◆ **Exercise**
Lines that include the string "remaining" are the ones to copy from the entries below.

◆ **Working data**
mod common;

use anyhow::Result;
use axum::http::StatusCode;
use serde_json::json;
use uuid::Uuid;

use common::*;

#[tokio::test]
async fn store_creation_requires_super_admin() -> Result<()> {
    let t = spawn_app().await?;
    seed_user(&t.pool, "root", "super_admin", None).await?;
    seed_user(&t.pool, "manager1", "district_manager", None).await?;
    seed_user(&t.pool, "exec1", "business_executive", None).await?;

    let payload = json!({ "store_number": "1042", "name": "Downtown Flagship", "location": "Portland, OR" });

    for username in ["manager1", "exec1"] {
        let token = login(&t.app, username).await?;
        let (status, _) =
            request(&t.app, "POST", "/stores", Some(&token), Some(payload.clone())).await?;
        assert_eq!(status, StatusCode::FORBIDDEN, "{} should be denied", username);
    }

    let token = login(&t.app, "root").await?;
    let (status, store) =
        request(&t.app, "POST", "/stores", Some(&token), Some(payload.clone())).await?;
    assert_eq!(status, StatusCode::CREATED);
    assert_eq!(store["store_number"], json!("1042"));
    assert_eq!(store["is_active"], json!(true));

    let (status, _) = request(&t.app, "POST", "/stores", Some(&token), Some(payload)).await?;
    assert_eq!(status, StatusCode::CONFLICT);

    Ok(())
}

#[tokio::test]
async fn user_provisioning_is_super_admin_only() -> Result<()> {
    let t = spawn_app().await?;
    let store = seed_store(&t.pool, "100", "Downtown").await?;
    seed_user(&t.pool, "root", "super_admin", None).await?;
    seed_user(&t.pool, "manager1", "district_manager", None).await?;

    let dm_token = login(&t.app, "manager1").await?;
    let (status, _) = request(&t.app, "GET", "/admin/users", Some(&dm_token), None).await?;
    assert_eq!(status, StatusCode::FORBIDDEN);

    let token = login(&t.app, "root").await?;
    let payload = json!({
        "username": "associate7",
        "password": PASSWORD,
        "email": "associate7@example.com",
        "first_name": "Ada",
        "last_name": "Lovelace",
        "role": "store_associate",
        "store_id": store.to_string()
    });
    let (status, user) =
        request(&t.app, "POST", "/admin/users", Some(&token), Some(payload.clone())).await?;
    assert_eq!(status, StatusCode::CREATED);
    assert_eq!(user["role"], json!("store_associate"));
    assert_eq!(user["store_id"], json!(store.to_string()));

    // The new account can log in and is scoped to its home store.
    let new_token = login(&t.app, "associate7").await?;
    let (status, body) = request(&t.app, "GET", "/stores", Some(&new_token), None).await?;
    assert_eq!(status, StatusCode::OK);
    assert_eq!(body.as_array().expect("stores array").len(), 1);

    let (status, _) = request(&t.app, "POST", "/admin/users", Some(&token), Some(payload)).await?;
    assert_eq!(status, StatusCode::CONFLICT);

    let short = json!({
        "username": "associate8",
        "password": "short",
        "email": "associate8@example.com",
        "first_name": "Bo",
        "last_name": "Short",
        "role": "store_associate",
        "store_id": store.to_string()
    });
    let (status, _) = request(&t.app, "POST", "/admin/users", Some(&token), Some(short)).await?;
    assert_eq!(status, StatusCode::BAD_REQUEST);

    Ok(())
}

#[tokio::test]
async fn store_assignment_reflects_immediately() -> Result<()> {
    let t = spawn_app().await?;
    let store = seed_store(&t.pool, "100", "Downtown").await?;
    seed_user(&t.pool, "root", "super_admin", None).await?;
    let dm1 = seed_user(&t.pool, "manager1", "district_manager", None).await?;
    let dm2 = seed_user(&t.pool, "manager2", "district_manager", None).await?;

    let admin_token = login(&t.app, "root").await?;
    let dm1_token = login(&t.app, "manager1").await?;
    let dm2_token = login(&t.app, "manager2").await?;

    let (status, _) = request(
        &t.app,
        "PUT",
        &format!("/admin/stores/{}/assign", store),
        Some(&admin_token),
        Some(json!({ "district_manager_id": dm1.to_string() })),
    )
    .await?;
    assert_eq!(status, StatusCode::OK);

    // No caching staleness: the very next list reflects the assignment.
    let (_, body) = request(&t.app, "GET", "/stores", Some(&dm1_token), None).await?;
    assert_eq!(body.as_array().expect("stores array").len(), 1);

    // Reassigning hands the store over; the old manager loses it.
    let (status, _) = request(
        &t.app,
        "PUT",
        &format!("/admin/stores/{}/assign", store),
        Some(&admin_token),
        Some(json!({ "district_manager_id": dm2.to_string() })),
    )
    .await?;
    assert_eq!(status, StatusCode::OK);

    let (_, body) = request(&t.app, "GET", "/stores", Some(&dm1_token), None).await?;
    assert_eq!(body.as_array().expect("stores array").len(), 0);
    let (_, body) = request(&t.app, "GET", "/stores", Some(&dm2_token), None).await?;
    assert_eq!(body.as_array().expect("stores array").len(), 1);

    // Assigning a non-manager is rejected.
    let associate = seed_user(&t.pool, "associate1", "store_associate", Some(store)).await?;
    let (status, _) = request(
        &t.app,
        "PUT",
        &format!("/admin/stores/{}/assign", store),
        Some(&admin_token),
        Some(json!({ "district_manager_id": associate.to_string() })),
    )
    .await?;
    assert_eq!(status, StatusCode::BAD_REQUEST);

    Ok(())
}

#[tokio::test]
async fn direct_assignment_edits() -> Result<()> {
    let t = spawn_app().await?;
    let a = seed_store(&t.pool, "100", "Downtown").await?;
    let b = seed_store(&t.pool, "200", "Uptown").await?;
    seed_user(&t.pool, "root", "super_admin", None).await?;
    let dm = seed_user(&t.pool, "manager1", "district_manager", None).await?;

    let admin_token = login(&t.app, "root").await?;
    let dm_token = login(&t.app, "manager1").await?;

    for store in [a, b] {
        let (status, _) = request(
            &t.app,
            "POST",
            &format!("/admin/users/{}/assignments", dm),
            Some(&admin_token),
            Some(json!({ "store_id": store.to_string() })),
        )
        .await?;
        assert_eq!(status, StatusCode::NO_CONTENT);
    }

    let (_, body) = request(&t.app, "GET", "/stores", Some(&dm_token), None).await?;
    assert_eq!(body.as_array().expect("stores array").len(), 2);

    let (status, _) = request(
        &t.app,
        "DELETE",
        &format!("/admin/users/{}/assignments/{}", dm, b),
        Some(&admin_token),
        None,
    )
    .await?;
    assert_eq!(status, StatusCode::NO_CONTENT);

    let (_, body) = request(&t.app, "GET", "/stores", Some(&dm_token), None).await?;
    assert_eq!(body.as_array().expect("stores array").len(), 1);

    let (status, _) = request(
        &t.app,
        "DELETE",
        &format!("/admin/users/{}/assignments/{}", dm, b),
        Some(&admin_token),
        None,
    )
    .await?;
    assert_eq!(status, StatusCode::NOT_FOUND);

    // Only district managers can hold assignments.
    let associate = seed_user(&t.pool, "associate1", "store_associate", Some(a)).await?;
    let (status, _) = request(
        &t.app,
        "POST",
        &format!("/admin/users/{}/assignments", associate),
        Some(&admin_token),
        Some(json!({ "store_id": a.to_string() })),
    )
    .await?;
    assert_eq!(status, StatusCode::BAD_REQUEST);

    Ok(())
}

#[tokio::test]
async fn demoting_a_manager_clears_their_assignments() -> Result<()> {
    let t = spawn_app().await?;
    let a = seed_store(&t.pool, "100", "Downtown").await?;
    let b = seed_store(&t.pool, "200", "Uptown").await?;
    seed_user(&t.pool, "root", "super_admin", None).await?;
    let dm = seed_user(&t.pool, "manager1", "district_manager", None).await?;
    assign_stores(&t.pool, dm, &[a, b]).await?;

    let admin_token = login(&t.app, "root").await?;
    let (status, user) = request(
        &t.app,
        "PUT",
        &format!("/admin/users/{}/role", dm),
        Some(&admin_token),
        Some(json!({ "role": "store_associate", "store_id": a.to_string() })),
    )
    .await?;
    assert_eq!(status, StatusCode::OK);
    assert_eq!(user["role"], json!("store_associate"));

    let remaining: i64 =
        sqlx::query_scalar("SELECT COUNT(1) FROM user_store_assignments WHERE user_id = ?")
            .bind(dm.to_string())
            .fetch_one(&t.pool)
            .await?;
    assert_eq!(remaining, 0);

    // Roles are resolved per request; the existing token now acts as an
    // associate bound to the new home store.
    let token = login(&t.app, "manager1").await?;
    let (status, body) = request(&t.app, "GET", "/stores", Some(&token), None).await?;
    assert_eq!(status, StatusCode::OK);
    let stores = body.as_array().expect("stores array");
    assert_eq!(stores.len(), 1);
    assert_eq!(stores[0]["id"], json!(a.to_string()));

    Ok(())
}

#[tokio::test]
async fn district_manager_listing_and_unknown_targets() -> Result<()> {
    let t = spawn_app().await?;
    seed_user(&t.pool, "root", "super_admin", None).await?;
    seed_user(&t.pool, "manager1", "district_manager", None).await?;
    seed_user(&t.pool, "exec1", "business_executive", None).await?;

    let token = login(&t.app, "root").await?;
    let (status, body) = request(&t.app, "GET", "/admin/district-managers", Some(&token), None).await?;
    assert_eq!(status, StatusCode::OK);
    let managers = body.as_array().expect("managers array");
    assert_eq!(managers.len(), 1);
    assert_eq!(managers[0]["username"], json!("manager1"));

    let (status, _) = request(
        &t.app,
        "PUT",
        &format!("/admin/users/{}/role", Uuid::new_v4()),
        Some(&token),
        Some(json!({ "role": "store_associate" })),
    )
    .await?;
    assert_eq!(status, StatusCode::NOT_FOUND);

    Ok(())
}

◆ **Completed task**
    let remaining: i64 =
    assert_eq!(remaining, 0);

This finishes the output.